*EXERCISE*
Wherever a line in the records contains the word "between", return that line.

*EXERCISE DATA*
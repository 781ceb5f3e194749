//! Replay of recorded telemetry, paced by sensor timestamps
//!
//! Loops a recorded frame file forever so observers always have data,
//! sleeping between frames to match the recorded `t_ms` spacing, with a
//! short pause between passes.

use std::path::Path;
use std::time::Duration;

use repsense_common::TelemetryFrame;
use tracing::{info, warn};

use crate::error::{Error, Result};
use crate::tracker::TrackerHandle;

const LOOP_PAUSE: Duration = Duration::from_millis(300);

/// Replay `path` into the tracker until the tracker shuts down.
pub async fn run(path: &Path, tracker: &TrackerHandle) -> Result<()> {
    let frames = load_frames(path)?;
    if frames.is_empty() {
        return Err(Error::Engine(format!(
            "no usable frames in replay file {}",
            path.display()
        )));
    }
    info!(
        count = frames.len(),
        file = %path.display(),
        "replaying recorded telemetry"
    );

    loop {
        let mut last_t: Option<i64> = None;
        for frame in &frames {
            if let Some(last) = last_t {
                let dt = frame.t_ms - last;
                if dt > 0 {
                    tokio::time::sleep(Duration::from_millis(dt as u64)).await;
                }
            }
            last_t = Some(frame.t_ms);
            if !tracker.submit_frame(frame.clone()).await {
                return Ok(());
            }
        }
        tokio::time::sleep(LOOP_PAUSE).await;
    }
}

fn load_frames(path: &Path) -> Result<Vec<TelemetryFrame>> {
    let raw = std::fs::read_to_string(path)?;
    let mut frames = Vec::new();
    for (lineno, line) in raw.lines().enumerate() {
        if line.trim().is_empty() {
            continue;
        }
        match TelemetryFrame::parse_line(line) {
            Ok(frame) => frames.push(frame),
            Err(e) => warn!(line = lineno + 1, error = %e, "skipping malformed replay line"),
        }
    }
    Ok(frames)
}
//! Server-Sent Events (SSE) broadcaster
//!
//! Streams every tracker event (frames, rep events, lifecycle transitions)
//! to connected observers. Each client reads from its own broadcast
//! receiver; a lagging client loses events rather than slowing anyone
//! else down.

use std::convert::Infallible;
use std::time::Duration;

use axum::{
    extract::State,
    response::sse::{Event, Sse},
};
use futures::stream::{Stream, StreamExt};
use tokio_stream::wrappers::BroadcastStream;
use tracing::{debug, warn};

use crate::api::server::AppContext;

/// GET /events - SSE event stream
pub async fn event_stream(
    State(ctx): State<AppContext>,
) -> Sse<impl Stream<Item = Result<Event, Infallible>>> {
    debug!("New SSE client connected");

    // Subscribe to event broadcast
    let rx = ctx.bus.subscribe();

    // Convert broadcast receiver to stream
    let stream = BroadcastStream::new(rx).filter_map(|result| async move {
        match result {
            Ok(event) => match serde_json::to_string(&event) {
                Ok(json) => Some(Ok(Event::default().event(event.event_type()).data(json))),
                Err(e) => {
                    warn!("Failed to serialize event: {}", e);
                    None
                }
            },
            Err(e) => {
                // BroadcastStream error (lagged or closed)
                warn!("SSE stream error: {:?}", e);
                None
            }
        }
    });

    Sse::new(stream).keep_alive(
        axum::response::sse::KeepAlive::new()
            .interval(Duration::from_secs(15))
            .text("keep-alive"),
    )
}
//! Frame ingest: engine child process or recorded replay
//!
//! Runs the configured frame source and forwards decoded frames into the
//! tracker's queue. Malformed lines are dropped with a diagnostic and
//! never terminate the stream; end-of-stream is reported to the tracker as
//! "engine stopped", a non-fatal condition.

pub mod replay;

use std::process::Stdio;

use repsense_common::TelemetryFrame;
use tokio::io::{AsyncBufReadExt, BufReader};
use tokio::process::Command;
use tracing::{info, warn};

use crate::config::FrameSourceConfig;
use crate::error::{Error, Result};
use crate::tracker::TrackerHandle;

/// Run the frame source until it ends, then notify the tracker.
pub async fn run(source: FrameSourceConfig, tracker: TrackerHandle) -> Result<()> {
    match source {
        FrameSourceConfig::Engine { command, args } => {
            run_engine(&command, &args, &tracker).await?;
        }
        FrameSourceConfig::Replay { path } => {
            replay::run(&path, &tracker).await?;
        }
    }
    tracker.engine_stopped().await;
    Ok(())
}

/// Spawn the signal-processing engine and read line-delimited JSON frames
/// from its stdout.
async fn run_engine(command: &str, args: &[String], tracker: &TrackerHandle) -> Result<()> {
    info!(command, "spawning signal-processing engine");

    let mut child = Command::new(command)
        .args(args)
        .stdout(Stdio::piped())
        .stderr(Stdio::inherit())
        .spawn()
        .map_err(|e| Error::Engine(format!("failed to spawn engine '{command}': {e}")))?;

    let stdout = child
        .stdout
        .take()
        .ok_or_else(|| Error::Engine("engine stdout unavailable".into()))?;
    let mut lines = BufReader::new(stdout).lines();

    while let Some(line) = lines.next_line().await? {
        if line.trim().is_empty() {
            continue;
        }
        match TelemetryFrame::parse_line(&line) {
            Ok(frame) => {
                // Tracker gone means the process is shutting down
                if !tracker.submit_frame(frame).await {
                    break;
                }
            }
            Err(e) => warn!(error = %e, line = %line, "dropping malformed telemetry line"),
        }
    }

    match child.wait().await {
        Ok(status) => info!(%status, "engine process exited"),
        Err(e) => warn!(error = %e, "failed to reap engine process"),
    }
    Ok(())
}
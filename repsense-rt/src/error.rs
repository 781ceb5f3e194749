//! Error types for repsense-rt
//!
//! Defines module-specific error types using thiserror for clear error
//! propagation.

use thiserror::Error;

/// Main error type for the repsense-rt service
#[derive(Error, Debug)]
pub enum Error {
    /// Configuration errors
    #[error("Configuration error: {0}")]
    Config(String),

    /// Database connection or query errors
    #[error("Database error: {0}")]
    Database(#[from] sqlx::Error),

    /// HTTP server errors
    #[error("HTTP server error: {0}")]
    Http(String),

    /// Engine ingest errors (spawn failure, missing stream)
    #[error("Engine ingest error: {0}")]
    Engine(String),

    /// File I/O errors
    #[error("File I/O error: {0}")]
    Io(#[from] std::io::Error),

    /// Other errors
    #[error("Internal error: {0}")]
    Internal(String),
}

/// Convenience Result type using repsense-rt Error
pub type Result<T> = std::result::Result<T, Error>;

*YOUR SOLUTION*
//! sleeping between frames to match the recorded `t_ms` spacing, with a
//! short pause between passes.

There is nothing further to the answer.